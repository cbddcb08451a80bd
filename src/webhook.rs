//! HTTPS surface for admission and conversion reviews.
//!
//! Every kind gets three endpoints keyed by its singular name:
//! `POST /pgstack/mutation/<singular>`, `POST /pgstack/validation/<singular>`
//! and `POST /pgstack/conversion/<singular>`.

use std::convert::Infallible;
use std::net::SocketAddr;
use std::sync::Arc;

use kube::core::admission::{AdmissionRequest, AdmissionResponse, AdmissionReview};
use kube::core::conversion::ConversionReview;
use kube::Resource;
use serde::de::DeserializeOwned;
use serde::Serialize;
use tracing::{info, warn};
use warp::reply::Json;
use warp::{Filter, Rejection};

use crate::admission::conversion::{convert_review, ApiVersionConverter, ClusterConverter, Converter};
use crate::admission::AdmissionPipeline;
use crate::crd::{PgCluster, PgDistributedLogs, PgInstanceProfile, PgShardedCluster};

pub const WEBHOOK_ROOT: &str = "pgstack";
pub const MUTATION: &str = "mutation";
pub const VALIDATION: &str = "validation";
pub const CONVERSION: &str = "conversion";

/// Path the API server calls for `phase` of the kind named `singular`.
pub fn webhook_path(phase: &str, singular: &str) -> String {
    format!("/{WEBHOOK_ROOT}/{phase}/{singular}")
}

fn singular<K: Resource<DynamicType = ()>>() -> String {
    K::kind(&()).to_ascii_lowercase()
}

/// Admission pipelines served by the webhook, one per kind.
#[derive(Clone)]
pub struct Webhooks {
    pub cluster: Arc<AdmissionPipeline<PgCluster>>,
    pub sharded_cluster: Arc<AdmissionPipeline<PgShardedCluster>>,
    pub distributed_logs: Arc<AdmissionPipeline<PgDistributedLogs>>,
    pub instance_profile: Arc<AdmissionPipeline<PgInstanceProfile>>,
}

impl Webhooks {
    pub fn routes(&self) -> impl Filter<Extract = (Json,), Error = Rejection> + Clone {
        admission(self.cluster.clone())
            .or(admission(self.sharded_cluster.clone()))
            .unify()
            .or(admission(self.distributed_logs.clone()))
            .unify()
            .or(admission(self.instance_profile.clone()))
            .unify()
            .or(conversion::<PgCluster>(Arc::new(ClusterConverter)))
            .unify()
            .or(conversion::<PgShardedCluster>(Arc::new(ApiVersionConverter)))
            .unify()
            .or(conversion::<PgDistributedLogs>(Arc::new(ApiVersionConverter)))
            .unify()
            .or(conversion::<PgInstanceProfile>(Arc::new(ApiVersionConverter)))
            .unify()
    }

    /// Serve the webhook over TLS until the process stops.
    pub async fn run(self, addr: SocketAddr, tls_cert: &str, tls_key: &str) {
        info!(%addr, "starting admission webhook server");
        warp::serve(self.routes())
            .tls()
            .cert_path(tls_cert)
            .key_path(tls_key)
            .run(addr)
            .await;
    }
}

fn kind_path<K: Resource<DynamicType = ()>>(
    phase: &'static str,
) -> impl Filter<Extract = (), Error = Rejection> + Clone {
    warp::path(WEBHOOK_ROOT)
        .and(warp::path(phase))
        .and(warp::path(singular::<K>()))
        .and(warp::path::end())
}

fn admission<K>(
    pipeline: Arc<AdmissionPipeline<K>>,
) -> impl Filter<Extract = (Json,), Error = Rejection> + Clone
where
    K: Resource<DynamicType = ()> + Clone + Serialize + DeserializeOwned + Send + Sync + 'static,
{
    review_route(MUTATION, pipeline.clone())
        .or(review_route(VALIDATION, pipeline))
        .unify()
}

fn review_route<K>(
    phase: &'static str,
    pipeline: Arc<AdmissionPipeline<K>>,
) -> impl Filter<Extract = (Json,), Error = Rejection> + Clone
where
    K: Resource<DynamicType = ()> + Clone + Serialize + DeserializeOwned + Send + Sync + 'static,
{
    warp::post()
        .and(kind_path::<K>(phase))
        .and(warp::body::json())
        .and_then(move |review: AdmissionReview<K>| {
            let pipeline = pipeline.clone();
            async move {
                let request: Result<AdmissionRequest<K>, _> = review.try_into();
                let response = match request {
                    Ok(request) if phase == MUTATION => pipeline.review(request).await,
                    Ok(request) => pipeline.review_validation(request).await,
                    Err(e) => {
                        warn!(%e, kind = %K::kind(&()), "invalid admission request");
                        AdmissionResponse::invalid(format!("invalid request: {e}"))
                    }
                };
                Ok::<_, Infallible>(warp::reply::json(&response.into_review()))
            }
        })
}

fn conversion<K: Resource<DynamicType = ()>>(
    converter: Arc<dyn Converter>,
) -> impl Filter<Extract = (Json,), Error = Rejection> + Clone {
    warp::post()
        .and(kind_path::<K>(CONVERSION))
        .and(warp::body::json())
        .map(move |review: ConversionReview| {
            warp::reply::json(&convert_review(converter.as_ref(), review))
        })
}

/// Liveness and readiness probes.
pub fn health_routes() -> impl Filter<Extract = (impl warp::Reply,), Error = Rejection> + Clone {
    let healthz = warp::get()
        .and(warp::path("healthz"))
        .and(warp::path::end())
        .map(|| warp::reply::with_status("ok", warp::http::StatusCode::OK));
    let readyz = warp::get()
        .and(warp::path("readyz"))
        .and(warp::path::end())
        .map(|| warp::reply::with_status("ok", warp::http::StatusCode::OK));
    healthz.or(readyz)
}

## Your objective
Your answer should be the data above, retyped in full and unaltered.

## Result of this exercise
repository cbddcb08451a80bd
filename src/webhook.rs
//! HTTPS surface for admission and conversion reviews.
//!
//! Every kind gets three endpoints keyed by its singular name:
//! `POST /pgstack/mutation/<singular>`, `POST /pgstack/validation/<singular>`
//! and `POST /pgstack/conversion/<singular>`.

use std::convert::Infallible;
use std::net::SocketAddr;
use std::sync::Arc;

use kube::core::admission::{AdmissionRequest, AdmissionResponse, AdmissionReview};
use kube::core::conversion::ConversionReview;
use kube::Resource;
use serde::de::DeserializeOwned;
use serde::Serialize;
use tracing::{info, warn};
use warp::reply::Json;
use warp::{Filter, Rejection};

use crate::admission::conversion::{convert_review, ApiVersionConverter, ClusterConverter, Converter};
use crate::admission::AdmissionPipeline;
use crate::crd::{PgCluster, PgDistributedLogs, PgInstanceProfile, PgShardedCluster};

pub const WEBHOOK_ROOT: &str = "pgstack";
pub const MUTATION: &str = "mutation";
pub const VALIDATION: &str = "validation";
pub const CONVERSION: &str = "conversion";

/// Path the API server calls for `phase` of the kind named `singular`.
pub fn webhook_path(phase: &str, singular: &str) -> String {
    format!("/{WEBHOOK_ROOT}/{phase}/{singular}")
}

fn singular<K: Resource<DynamicType = ()>>() -> String {
    K::kind(&()).to_ascii_lowercase()
}

/// Admission pipelines served by the webhook, one per kind.
#[derive(Clone)]
pub struct Webhooks {
    pub cluster: Arc<AdmissionPipeline<PgCluster>>,
    pub sharded_cluster: Arc<AdmissionPipeline<PgShardedCluster>>,
    pub distributed_logs: Arc<AdmissionPipeline<PgDistributedLogs>>,
    pub instance_profile: Arc<AdmissionPipeline<PgInstanceProfile>>,
}

impl Webhooks {
    pub fn routes(&self) -> impl Filter<Extract = (Json,), Error = Rejection> + Clone {
        admission(self.cluster.clone())
            .or(admission(self.sharded_cluster.clone()))
            .unify()
            .or(admission(self.distributed_logs.clone()))
            .unify()
            .or(admission(self.instance_profile.clone()))
            .unify()
            .or(conversion::<PgCluster>(Arc::new(ClusterConverter)))
            .unify()
            .or(conversion::<PgShardedCluster>(Arc::new(ApiVersionConverter)))
            .unify()
            .or(conversion::<PgDistributedLogs>(Arc::new(ApiVersionConverter)))
            .unify()
            .or(conversion::<PgInstanceProfile>(Arc::new(ApiVersionConverter)))
            .unify()
    }

    /// Serve the webhook over TLS until the process stops.
    pub async fn run(self, addr: SocketAddr, tls_cert: &str, tls_key: &str) {
        info!(%addr, "starting admission webhook server");
        warp::serve(self.routes())
            .tls()
            .cert_path(tls_cert)
            .key_path(tls_key)
            .run(addr)
            .await;
    }
}

fn kind_path<K: Resource<DynamicType = ()>>(
    phase: &'static str,
) -> impl Filter<Extract = (), Error = Rejection> + Clone {
    warp::path(WEBHOOK_ROOT)
        .and(warp::path(phase))
        .and(warp::path(singular::<K>()))
        .and(warp::path::end())
}

fn admission<K>(
    pipeline: Arc<AdmissionPipeline<K>>,
) -> impl Filter<Extract = (Json,), Error = Rejection> + Clone
where
    K: Resource<DynamicType = ()> + Clone + Serialize + DeserializeOwned + Send + Sync + 'static,
{
    review_route(MUTATION, pipeline.clone())
        .or(review_route(VALIDATION, pipeline))
        .unify()
}

fn review_route<K>(
    phase: &'static str,
    pipeline: Arc<AdmissionPipeline<K>>,
) -> impl Filter<Extract = (Json,), Error = Rejection> + Clone
where
    K: Resource<DynamicType = ()> + Clone + Serialize + DeserializeOwned + Send + Sync + 'static,
{
    warp::post()
        .and(kind_path::<K>(phase))
        .and(warp::body::json())
        .and_then(move |review: AdmissionReview<K>| {
            let pipeline = pipeline.clone();
            async move {
                let request: Result<AdmissionRequest<K>, _> = review.try_into();
                let response = match request {
                    Ok(request) if phase == MUTATION => pipeline.review(request).await,
                    Ok(request) => pipeline.review_validation(request).await,
                    Err(e) => {
                        warn!(%e, kind = %K::kind(&()), "invalid admission request");
                        AdmissionResponse::invalid(format!("invalid request: {e}"))
                    }
                };
                Ok::<_, Infallible>(warp::reply::json(&response.into_review()))
            }
        })
}

fn conversion<K: Resource<DynamicType = ()>>(
    converter: Arc<dyn Converter>,
) -> impl Filter<Extract = (Json,), Error = Rejection> + Clone {
    warp::post()
        .and(kind_path::<K>(CONVERSION))
        .and(warp::body::json())
        .map(move |review: ConversionReview| {
            warp::reply::json(&convert_review(converter.as_ref(), review))
        })
}

/// Liveness and readiness probes.
pub fn health_routes() -> impl Filter<Extract = (impl warp::Reply,), Error = Rejection> + Clone {
    let healthz = warp::get()
        .and(warp::path("healthz"))
        .and(warp::path::end())
        .map(|| warp::reply::with_status("ok", warp::http::StatusCode::OK));
    let readyz = warp::get()
        .and(warp::path("readyz"))
        .and(warp::path::end())
        .map(|| warp::reply::with_status("ok", warp::http::StatusCode::OK));
    healthz.or(readyz)
}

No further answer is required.